## [What the task asks]
Isolate every line in the data with the string "Deserialize" and copy it.

## [Provided material]
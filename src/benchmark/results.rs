//! Tabular benchmark results
//!
//! One `ResultRow` per evaluated experiment, in enumeration order. The table
//! is written as `results.csv` with the descriptive columns first, then the
//! timing and metric columns (union over all rows, first-seen order), then
//! status and parameter columns.

use std::collections::BTreeMap;
use std::fmt;
use std::path::Path;
use std::sync::Arc;

use arrow::array::{ArrayRef, Float64Array, StringArray, UInt64Array};
use arrow::csv::WriterBuilder;
use arrow::datatypes::{DataType, Field, Schema};
use arrow::record_batch::RecordBatch;
use serde::{Deserialize, Serialize};

use crate::data_types::{InputDimensionality, TrainingType};
use crate::experiment::{Experiment, ResultRecord};
use crate::params::canonical_json;
use crate::{Error, Result};

/// Outcome of one experiment.
#[derive(Debug, Clone, Copy, PartialEq, Eq, Hash, Serialize, Deserialize)]
#[serde(rename_all = "UPPERCASE")]
pub enum Status {
    /// Evaluated and at least one metric computed.
    Ok,
    /// Failed with an error other than a timeout.
    Error,
    /// The adapter exceeded its time budget.
    Timeout,
}

impl Status {
    /// Upper-case name as written to `results.csv`.
    #[must_use]
    pub const fn as_str(self) -> &'static str {
        match self {
            Self::Ok => "OK",
            Self::Error => "ERROR",
            Self::Timeout => "TIMEOUT",
        }
    }
}

impl fmt::Display for Status {
    fn fmt(&self, f: &mut fmt::Formatter<'_>) -> fmt::Result {
        f.write_str(self.as_str())
    }
}

/// Result of one experiment as recorded by the driver.
#[derive(Debug, Clone, PartialEq, Serialize, Deserialize)]
pub struct ResultRow {
    /// Algorithm name.
    pub algorithm: String,
    /// Dataset collection name.
    pub collection: String,
    /// Dataset name.
    pub dataset: String,
    /// Training type of the algorithm.
    pub algo_training_type: TrainingType,
    /// Input dimensionality of the algorithm.
    pub algo_input_dimensionality: InputDimensionality,
    /// Training type of the dataset.
    pub dataset_training_type: TrainingType,
    /// Input dimensionality of the dataset.
    pub dataset_input_dimensionality: InputDimensionality,
    /// Outcome.
    pub status: Status,
    /// Error message of a failed experiment.
    pub error_message: Option<String>,
    /// Repetition index, starting at 1.
    pub repetition: usize,
    /// Canonical JSON of the hyper-parameters.
    pub hyper_params: String,
    /// Hash of `hyper_params`.
    pub hyper_params_id: String,
    /// Timing columns and metric scores; empty for failed experiments.
    pub values: ResultRecord,
}

impl ResultRow {
    /// Row describing `experiment` and the outcome of its evaluation.
    #[must_use]
    pub fn from_outcome(experiment: &Experiment, outcome: &Result<ResultRecord>) -> Self {
        let (status, error_message, values) = match outcome {
            Ok(record) => (Status::Ok, None, record.clone()),
            Err(error) => {
                let status = if error.is_timeout() {
                    Status::Timeout
                } else {
                    Status::Error
                };
                (status, Some(error.to_string()), ResultRecord::new())
            }
        };
        let algorithm = experiment.algorithm();
        let dataset = experiment.dataset();
        Self {
            algorithm: algorithm.name().to_string(),
            collection: dataset.collection_name().to_string(),
            dataset: dataset.name().to_string(),
            algo_training_type: algorithm.training_type(),
            algo_input_dimensionality: algorithm.input_dimensionality(),
            dataset_training_type: dataset.training_type(),
            dataset_input_dimensionality: dataset.input_dimensionality(),
            status,
            error_message,
            repetition: experiment.repetition(),
            hyper_params: canonical_json(experiment.params()).unwrap_or_default(),
            hyper_params_id: experiment.params_id().to_string(),
            values,
        }
    }
}

/// Mean and standard deviation of the numeric columns of one group.
#[derive(Debug, Clone, PartialEq, Serialize, Deserialize)]
pub struct AggregateRow {
    /// Algorithm name.
    pub algorithm: String,
    /// Dataset collection name.
    pub collection: String,
    /// Dataset name.
    pub dataset: String,
    /// Hash of the hyper-parameters.
    pub hyper_params_id: String,
    /// Rows in the group (including failed repetitions).
    pub repetitions: usize,
    /// Mean per column over the rows that have a value.
    pub mean: Vec<(String, Option<f64>)>,
    /// Sample standard deviation per column; `None` with fewer than two values.
    pub std: Vec<(String, Option<f64>)>,
}

/// Rows of a benchmark run.
#[derive(Debug, Clone, Default, PartialEq, Serialize, Deserialize)]
pub struct ResultsTable {
    rows: Vec<ResultRow>,
}

impl ResultsTable {
    /// Table over `rows`, kept in order.
    #[must_use]
    pub const fn from_rows(rows: Vec<ResultRow>) -> Self {
        Self { rows }
    }

    /// All rows.
    #[must_use]
    pub fn rows(&self) -> &[ResultRow] {
        &self.rows
    }

    /// Number of rows.
    #[must_use]
    pub fn len(&self) -> usize {
        self.rows.len()
    }

    /// Whether the table has no rows.
    #[must_use]
    pub fn is_empty(&self) -> bool {
        self.rows.is_empty()
    }

    /// Rows with the given status.
    pub fn with_status(&self, status: Status) -> impl Iterator<Item = &ResultRow> {
        self.rows.iter().filter(move |row| row.status == status)
    }

    /// Names of the timing and metric columns, in first-seen order.
    #[must_use]
    pub fn value_columns(&self) -> Vec<String> {
        let mut names: Vec<String> = Vec::new();
        for row in &self.rows {
            for name in row.values.names() {
                if !names.iter().any(|existing| existing == name) {
                    names.push(name.to_string());
                }
            }
        }
        names
    }

    /// Group rows by (algorithm, collection, dataset, hyper_params_id), sorted by key.
    #[must_use]
    pub fn aggregate(&self) -> Vec<AggregateRow> {
        let columns = self.value_columns();
        let mut groups: BTreeMap<(&str, &str, &str, &str), Vec<&ResultRow>> = BTreeMap::new();
        for row in &self.rows {
            groups
                .entry((
                    row.algorithm.as_str(),
                    row.collection.as_str(),
                    row.dataset.as_str(),
                    row.hyper_params_id.as_str(),
                ))
                .or_default()
                .push(row);
        }

        groups
            .into_iter()
            .map(|((algorithm, collection, dataset, hyper_params_id), rows)| {
                let mut mean = Vec::with_capacity(columns.len());
                let mut std = Vec::with_capacity(columns.len());
                for column in &columns {
                    let values: Vec<f64> =
                        rows.iter().filter_map(|row| row.values.get(column)).collect();
                    let (column_mean, column_std) = mean_and_std(&values);
                    mean.push((column.clone(), column_mean));
                    std.push((column.clone(), column_std));
                }
                AggregateRow {
                    algorithm: algorithm.to_string(),
                    collection: collection.to_string(),
                    dataset: dataset.to_string(),
                    hyper_params_id: hyper_params_id.to_string(),
                    repetitions: rows.len(),
                    mean,
                    std,
                }
            })
            .collect()
    }

    /// Write the table as CSV with a header row.
    ///
    /// # Errors
    ///
    /// Returns an error if the batch cannot be built or written.
    pub fn write_csv(&self, path: &Path) -> Result<()> {
        let batch = self.to_record_batch()?;
        let file = std::fs::File::create(path)?;
        let mut writer = WriterBuilder::new().with_header(true).build(file);
        writer.write(&batch)?;
        Ok(())
    }

    fn to_record_batch(&self) -> Result<RecordBatch> {
        let mut fields = Vec::new();
        let mut arrays: Vec<ArrayRef> = Vec::new();
        let mut push_text = |name: &str, values: Vec<Option<&str>>| {
            fields.push(Field::new(name, DataType::Utf8, true));
            arrays.push(Arc::new(StringArray::from(values)));
        };

        push_text("algorithm", self.texts(|row| Some(row.algorithm.as_str())));
        push_text("collection", self.texts(|row| Some(row.collection.as_str())));
        push_text("dataset", self.texts(|row| Some(row.dataset.as_str())));
        push_text(
            "algo_training_type",
            self.texts(|row| Some(row.algo_training_type.as_str())),
        );
        push_text(
            "algo_input_dimensionality",
            self.texts(|row| Some(row.algo_input_dimensionality.as_str())),
        );
        push_text(
            "dataset_training_type",
            self.texts(|row| Some(row.dataset_training_type.as_str())),
        );
        push_text(
            "dataset_input_dimensionality",
            self.texts(|row| Some(row.dataset_input_dimensionality.as_str())),
        );

        for column in self.value_columns() {
            let values: Vec<Option<f64>> =
                self.rows.iter().map(|row| row.values.get(&column)).collect();
            fields.push(Field::new(&column, DataType::Float64, true));
            arrays.push(Arc::new(Float64Array::from(values)));
        }

        let statuses = self.texts(|row| Some(row.status.as_str()));
        let messages = self.texts(|row| row.error_message.as_deref());
        fields.push(Field::new("status", DataType::Utf8, false));
        arrays.push(Arc::new(StringArray::from(statuses)));
        fields.push(Field::new("error_message", DataType::Utf8, true));
        arrays.push(Arc::new(StringArray::from(messages)));

        let repetitions = self
            .rows
            .iter()
            .map(|row| u64::try_from(row.repetition))
            .collect::<std::result::Result<Vec<u64>, _>>()
            .map_err(|e| Error::Storage(format!("repetition out of range: {e}")))?;
        fields.push(Field::new("repetition", DataType::UInt64, false));
        arrays.push(Arc::new(UInt64Array::from(repetitions)));

        let hyper_params = self.texts(|row| Some(row.hyper_params.as_str()));
        let hyper_params_ids = self.texts(|row| Some(row.hyper_params_id.as_str()));
        fields.push(Field::new("hyper_params", DataType::Utf8, false));
        arrays.push(Arc::new(StringArray::from(hyper_params)));
        fields.push(Field::new("hyper_params_id", DataType::Utf8, false));
        arrays.push(Arc::new(StringArray::from(hyper_params_ids)));

        Ok(RecordBatch::try_new(Arc::new(Schema::new(fields)), arrays)?)
    }

    fn texts<'a, F>(&'a self, field: F) -> Vec<Option<&'a str>>
    where
        F: Fn(&'a ResultRow) -> Option<&'a str>,
    {
        self.rows.iter().map(field).collect()
    }
}

#[allow(clippy::cast_precision_loss)]
fn mean_and_std(values: &[f64]) -> (Option<f64>, Option<f64>) {
    if values.is_empty() {
        return (None, None);
    }
    let n = values.len() as f64;
    let mean = values.iter().sum::<f64>() / n;
    if values.len() < 2 {
        return (Some(mean), None);
    }
    let variance = values.iter().map(|v| (v - mean).powi(2)).sum::<f64>() / (n - 1.0);
    (Some(mean), Some(variance.sqrt()))
}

## [Answer space]
use serde::{Deserialize, Serialize};
#[derive(Debug, Clone, Copy, PartialEq, Eq, Hash, Serialize, Deserialize)]
#[derive(Debug, Clone, PartialEq, Serialize, Deserialize)]
#[derive(Debug, Clone, PartialEq, Serialize, Deserialize)]
#[derive(Debug, Clone, Default, PartialEq, Serialize, Deserialize)]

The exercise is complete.